Who: People who are BPM practitioners and use Teamworks or Blueprint. Registration is required! *Note: bpmCamp is not affiliated or sponsored by Lombardi Software.
Founding Sponsors: BP3, Stanford.
How Much: $100 Early Bird, $150 Regular (I think we’ve kept our commitment to keep it inexpensive). Thanks go to Stanford for providing a few of the most expensive items: a venue, and Audio/Visual and Wireless Internet.
How I can Sponsor: Contact us about sponsorships, we’ll have sponsor packets ready by November 30.
Why single vendor: See below as to the background and thought process.
Contact us:
Background
BPM Conferences are good…
Conferences are a great way for colleagues and peers to network, share best practices, and re-energize and re-motivate their efforts. In particular we’ve enjoyed participating and presenting at Lombardi’s Driven conferences in the past, and at bp3 we’ve attended Lombardi Driven, Appian’s conference, OMG’s Thinktank, Gartner BPM, and Forrester BPM conferences (when we weren’t too busy with customers). Conferences have some of the value of an off-site meeting within the company: recharging the batteries and motivating action. But they also provide a chance to be exposed to much more diverse points of view, to out-of-the-box thinking, to new tricks of the trade, and to new market dynamics. In smaller conferences, or small breakout sessions, real discussions break out that can really be illuminating (OMG’s Round Table format is a well-known example of formalizing this kind of small-discussion format, and it led to the six barriers to BPM Adoption at a very humorous and educational round table that I was fortunate to attend).
…but Missing the Mark
There are just a couple of problems. First, conferences run by Analyst firms and Conference organizers are often too expensive (especially with today’s budgets). Second, vendor conferences are too focused on the sponsoring vendor’s messaging, and often neglect the real needs of attendees. Attendees to both types of conferences get value, but I often hear them expressing an interest in getting into more detail – moving past concept to tactics. Moving past platitudes to showing real solutions.
Its our belief that it is just too hard to get into the specifics and details in a multi-vendor conference. Even with respect to project methodology, the *right* approach to a project has to take into account the realities of the technology being used. If you’re using a BPM tool that doesn’t provide rapid UI prototyping, you’ll need a different approach to your project than someone using a BPM tool that does provide rapid UI prototyping. And that’s just one trivial example. When we get down to sharing technical best practices, going cross-vendor just doesn’t make much sense- BPM execution level detail simply isn’t that portable.
…So What’s the Answer?
If we put together a conference that is focused on what attendees want to talk about, we’ll get more value for the dollar. If we aren’t looking to clear a profit on the event, we can lower the investment barrier required to attend. If we focus on a single vendor, we can focus all the way down to shared source code if it has value. To that end, we’re going to borrow from concepts pioneered by unconferences and barCamps, leveraging advice from folks who put on the SXSWi barcamp in the past.

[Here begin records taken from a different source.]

//! Rule specificity and validation.

use crate::MarkupError;
use orderhub_types::{MarkupKind, PriceMarkup};
use rust_decimal::Decimal;

/// Weight contributed by a bound material dimension.
pub const MATERIAL_WEIGHT: u32 = 1000;
/// Weight contributed by a bound category dimension.
pub const CATEGORY_WEIGHT: u32 = 100;
/// Weight contributed by a bound supplier dimension.
pub const SUPPLIER_WEIGHT: u32 = 10;
/// Weight contributed by a bound store dimension.
pub const STORE_WEIGHT: u32 = 1;

/// Specificity of a rule: the sum of the weights of its bound dimensions.
///
/// Each weight exceeds the sum of all smaller ones, so a rule bound on a more
/// significant dimension outranks any combination of less significant ones.
pub fn specificity(rule: &PriceMarkup) -> u32 {
	[
		(rule.material_id, MATERIAL_WEIGHT),
		(rule.category_id, CATEGORY_WEIGHT),
		(rule.supplier_id, SUPPLIER_WEIGHT),
		(rule.store_id, STORE_WEIGHT),
	]
	.into_iter()
	.filter(|(dimension, _)| dimension.is_some())
	.map(|(_, weight)| weight)
	.sum()
}

/// Upper bound for a percentage rule, as a fraction (1000 %).
const MAX_PERCENTAGE: Decimal = Decimal::TEN;

/// Checks a rule definition before it is stored.
pub fn validate_rule(rule: &PriceMarkup) -> Result<(), MarkupError> {
	if rule.name.trim().is_empty() {
		return Err(MarkupError::InvalidRule("name cannot be empty".into()));
	}
	if rule.value.is_sign_negative() && !rule.value.is_zero() {
		return Err(MarkupError::InvalidRule("value cannot be negative".into()));
	}
	if rule.kind == MarkupKind::Percentage && rule.value > MAX_PERCENTAGE {
		return Err(MarkupError::InvalidRule(format!(
			"percentage value {} exceeds {}",
			rule.value, MAX_PERCENTAGE
		)));
	}
	if rule.min_markup < Decimal::ZERO || rule.max_markup < Decimal::ZERO {
		return Err(MarkupError::InvalidRule(
			"min_markup and max_markup cannot be negative".into(),
		));
	}
	if !rule.min_markup.is_zero() && !rule.max_markup.is_zero() && rule.min_markup > rule.max_markup
	{
		return Err(MarkupError::InvalidRule(format!(
			"min_markup {} exceeds max_markup {}",
			rule.min_markup, rule.max_markup
		)));
	}
	if let (Some(start), Some(end)) = (rule.start_time, rule.end_time) {
		if start >= end {
			return Err(MarkupError::InvalidRule(
				"start_time must be before end_time".into(),
			));
		}
	}
	Ok(())
}

#[cfg(test)]
mod tests {
	use super::*;
	use crate::test_support::*;
	use chrono::Duration;

	#[test]
	fn test_specificity_orders_dimensions_strictly() {
		let mut material = rule(1, MarkupKind::Fixed, Decimal::ONE);
		material.material_id = Some(1);

		let mut everything_else = rule(2, MarkupKind::Fixed, Decimal::ONE);
		everything_else.category_id = Some(1);
		everything_else.supplier_id = Some(1);
		everything_else.store_id = Some(1);

		let mut supplier_store = rule(3, MarkupKind::Fixed, Decimal::ONE);
		supplier_store.supplier_id = Some(1);
		supplier_store.store_id = Some(1);

		let mut category = rule(4, MarkupKind::Fixed, Decimal::ONE);
		category.category_id = Some(1);

		assert!(specificity(&material) > specificity(&everything_else));
		assert!(specificity(&category) > specificity(&supplier_store));
		assert_eq!(specificity(&rule(5, MarkupKind::Fixed, Decimal::ONE)), 0);
	}

	#[test]
	fn test_validation_rejects_bad_definitions() {
		let mut unnamed = rule(1, MarkupKind::Fixed, Decimal::ONE);
		unnamed.name = "  ".into();
		assert!(validate_rule(&unnamed).is_err());

		let negative = rule(2, MarkupKind::Fixed, Decimal::new(-1, 0));
		assert!(validate_rule(&negative).is_err());

		let huge = rule(3, MarkupKind::Percentage, Decimal::new(11, 0));
		assert!(validate_rule(&huge).is_err());

		let mut inverted = rule(4, MarkupKind::Fixed, Decimal::ONE);
		inverted.min_markup = Decimal::new(5, 0);
		inverted.max_markup = Decimal::new(1, 0);
		assert!(validate_rule(&inverted).is_err());

		let mut window = rule(5, MarkupKind::Fixed, Decimal::ONE);
		window.start_time = Some(epoch());
		window.end_time = Some(epoch() - Duration::hours(1));
		assert!(validate_rule(&window).is_err());

		let mut min_only = rule(6, MarkupKind::Fixed, Decimal::ONE);
		min_only.min_markup = Decimal::new(5, 0);
		assert!(validate_rule(&min_only).is_ok());
	}
}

With preamble aside, I’m very happy to announce what I believe to be a first: a BPM unconference for BPM practitioners of a single product suite. We’re calling it bpmCamp.
This first event is focused on users of Lombardi’s Teamworks or Blueprint products. We’re focusing on this community because it is the set of products and practitioner community that we have the deepest connections into, and because we want the event to be a single BPM product event for the reasons stated above.